Documentary Photography: The development of photography as a way to document human experiences for news consumption began with the portable Leica camera and success of Life magazine. Robert Capa took memorable photos while his partner Gerda Taro shot newsreel footage of Republican soldiers fighting in the Spanish Civil War (Click here for more on Capa and Taro.) Lange captured the Okie migrant experience, as well as those of other Americans not previously considered important or pretty enough for the camera.

Creation of the FCC: The Federal Communications Act passed by Congress in 1934 re-created the Federal Radio Commission as the Federal Communications Commission, adding telephone and telegraph lines to the commission's responsibilities. The Act granted commercial radio broadcasters continued hegemony over the airwaves, but did include provisions requiring stations to give equal time to opponents of political candidates who were afforded airtime. The same section denied broadcasters the right to censor a candidate's material.

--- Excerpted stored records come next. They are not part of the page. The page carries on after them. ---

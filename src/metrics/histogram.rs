//! Power-of-two bucketed histogram used for eviction ages.
//!
//! ```text
//!   bounds:  1  2  4  8  ...  65536   (seconds)
//!   bucket i counts values in [bounds[i-1], bounds[i]); the last bucket is
//!   open-ended.
//! ```

/// Number of power-of-two bounds (2^0 ..= 2^16).
const NUM_BOUNDS: usize = 17;

/// Mutable histogram; guarded by the owner's lock.
#[derive(Debug, Clone)]
pub struct LifeHistogram {
    bounds: Vec<u64>,
    counts: Vec<u64>,
    count: u64,
    sum: u64,
    min: u64,
    max: u64,
}

impl Default for LifeHistogram {
    fn default() -> Self {
        Self::new()
    }
}

impl LifeHistogram {
    pub fn new() -> Self {
        let bounds = (0..NUM_BOUNDS as u32).map(|exp| 1u64 << exp).collect();
        Self {
            bounds,
            counts: vec![0; NUM_BOUNDS + 1],
            count: 0,
            sum: 0,
            min: u64::MAX,
            max: 0,
        }
    }

    /// Records one observation.
    pub fn update(&mut self, value: u64) {
        let idx = self.bounds.partition_point(|bound| *bound <= value);
        self.counts[idx] += 1;
        self.count += 1;
        self.sum = self.sum.saturating_add(value);
        self.min = self.min.min(value);
        self.max = self.max.max(value);
    }

    pub fn clear(&mut self) {
        *self = Self::new();
    }

    pub fn snapshot(&self) -> HistogramSnapshot {
        HistogramSnapshot {
            bounds: self.bounds.clone(),
            counts: self.counts.clone(),
            count: self.count,
            sum: self.sum,
            min: if self.count == 0 { 0 } else { self.min },
            max: self.max,
        }
    }
}

/// Point-in-time copy of a [`LifeHistogram`].
#[derive(Debug, Clone, Default, PartialEq, Eq)]
pub struct HistogramSnapshot {
    pub bounds: Vec<u64>,
    pub counts: Vec<u64>,
    pub count: u64,
    pub sum: u64,
    pub min: u64,
    pub max: u64,
}

impl HistogramSnapshot {
    pub fn mean(&self) -> f64 {
        if self.count == 0 {
            0.0
        } else {
            self.sum as f64 / self.count as f64
        }
    }

    /// Upper bound of the bucket containing the `p`-th percentile
    /// (`p` in `[0, 1]`). The open-ended bucket reports `max`.
    pub fn percentile(&self, p: f64) -> u64 {
        if self.count == 0 {
            return 0;
        }
        let target = (p.clamp(0.0, 1.0) * self.count as f64).ceil().max(1.0) as u64;
        let mut seen = 0;
        for (idx, count) in self.counts.iter().enumerate() {
            seen += count;
            if seen >= target {
                return self.bounds.get(idx).copied().unwrap_or(self.max);
            }
        }
        self.max
    }
}
use std::io::Write;

use parking_lot::Mutex;

use crate::metrics::snapshot::MetricsSnapshot;
use crate::metrics::traits::MetricsExporter;

/// Prometheus text exporter for cache metrics snapshots.
///
/// This exporter writes in the Prometheus text exposition format so it can be
/// scraped by Prometheus or forwarded to an OpenTelemetry collector.
#[derive(Debug)]
pub struct PrometheusTextExporter<W: Write + Send> {
    prefix: String,
    writer: Mutex<W>,
}

impl<W: Write + Send> PrometheusTextExporter<W> {
    pub fn new(prefix: impl Into<String>, writer: W) -> Self {
        Self {
            prefix: prefix.into(),
            writer: Mutex::new(writer),
        }
    }

    /// Consumes the exporter and returns the underlying writer.
    pub fn into_inner(self) -> W {
        self.writer.into_inner()
    }

    fn write_sample(&self, kind: &str, name: &str, value: impl std::fmt::Display) {
        let mut writer = self.writer.lock();
        let _ = writeln!(writer, "# TYPE {} {}", name, kind);
        let _ = writeln!(writer, "{} {}", name, value);
    }

    fn write_counter(&self, name: &str, value: u64) {
        self.write_sample("counter", name, value);
    }

    fn write_gauge(&self, name: &str, value: f64) {
        self.write_sample("gauge", name, value);
    }

    fn metric_name(&self, suffix: &str) -> String {
        if self.prefix.is_empty() {
            suffix.to_string()
        } else {
            format!("{}_{}", self.prefix, suffix)
        }
    }
}

impl<W: Write + Send> MetricsExporter<MetricsSnapshot> for PrometheusTextExporter<W> {
    fn export(&self, snapshot: &MetricsSnapshot) {
        let counters = [
            ("hits_total", snapshot.hits),
            ("misses_total", snapshot.misses),
            ("keys_added_total", snapshot.keys_added),
            ("keys_updated_total", snapshot.keys_updated),
            ("keys_evicted_total", snapshot.keys_evicted),
            ("cost_added_total", snapshot.cost_added),
            ("cost_evicted_total", snapshot.cost_evicted),
            ("sets_dropped_total", snapshot.sets_dropped),
            ("sets_rejected_total", snapshot.sets_rejected),
            ("gets_dropped_total", snapshot.gets_dropped),
            ("gets_kept_total", snapshot.gets_kept),
        ];
        for (suffix, value) in counters {
            self.write_counter(&self.metric_name(suffix), value);
        }
        self.write_gauge(&self.metric_name("hit_ratio"), snapshot.ratio());

        let life = &snapshot.life_expectancy;
        self.write_gauge(
            &self.metric_name("life_expectancy_seconds_mean"),
            life.mean(),
        );
        self.write_gauge(
            &self.metric_name("life_expectancy_seconds_p99"),
            life.percentile(0.99) as f64,
        );
    }
}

Newsreels' Heyday: The newsreel first appeared in 1910, and soon they showed before the main feature in more than 15,000 U.S. theatres each week. Relying on music scores and staged re-creations of events, newsreels were the dramatic predecessors of television news. The most popular of these in the 1930s, when the medium hit its stride in popularity, was the "March of Time" series. Unlike so many of its competitors, this series dealt with controversial subjects.

Batman and Superman First Appear: "The Caped Crusader" and the "Man of Steel" arrive, respectively, in the DC comics series Detective Comics in 1937, and in Action Comics in 1938. They each got their own comic book in the next couple years, spawned hosts of imitators, and later enjoyed translation into every other kind of media. (Read more about comics in the 1940s).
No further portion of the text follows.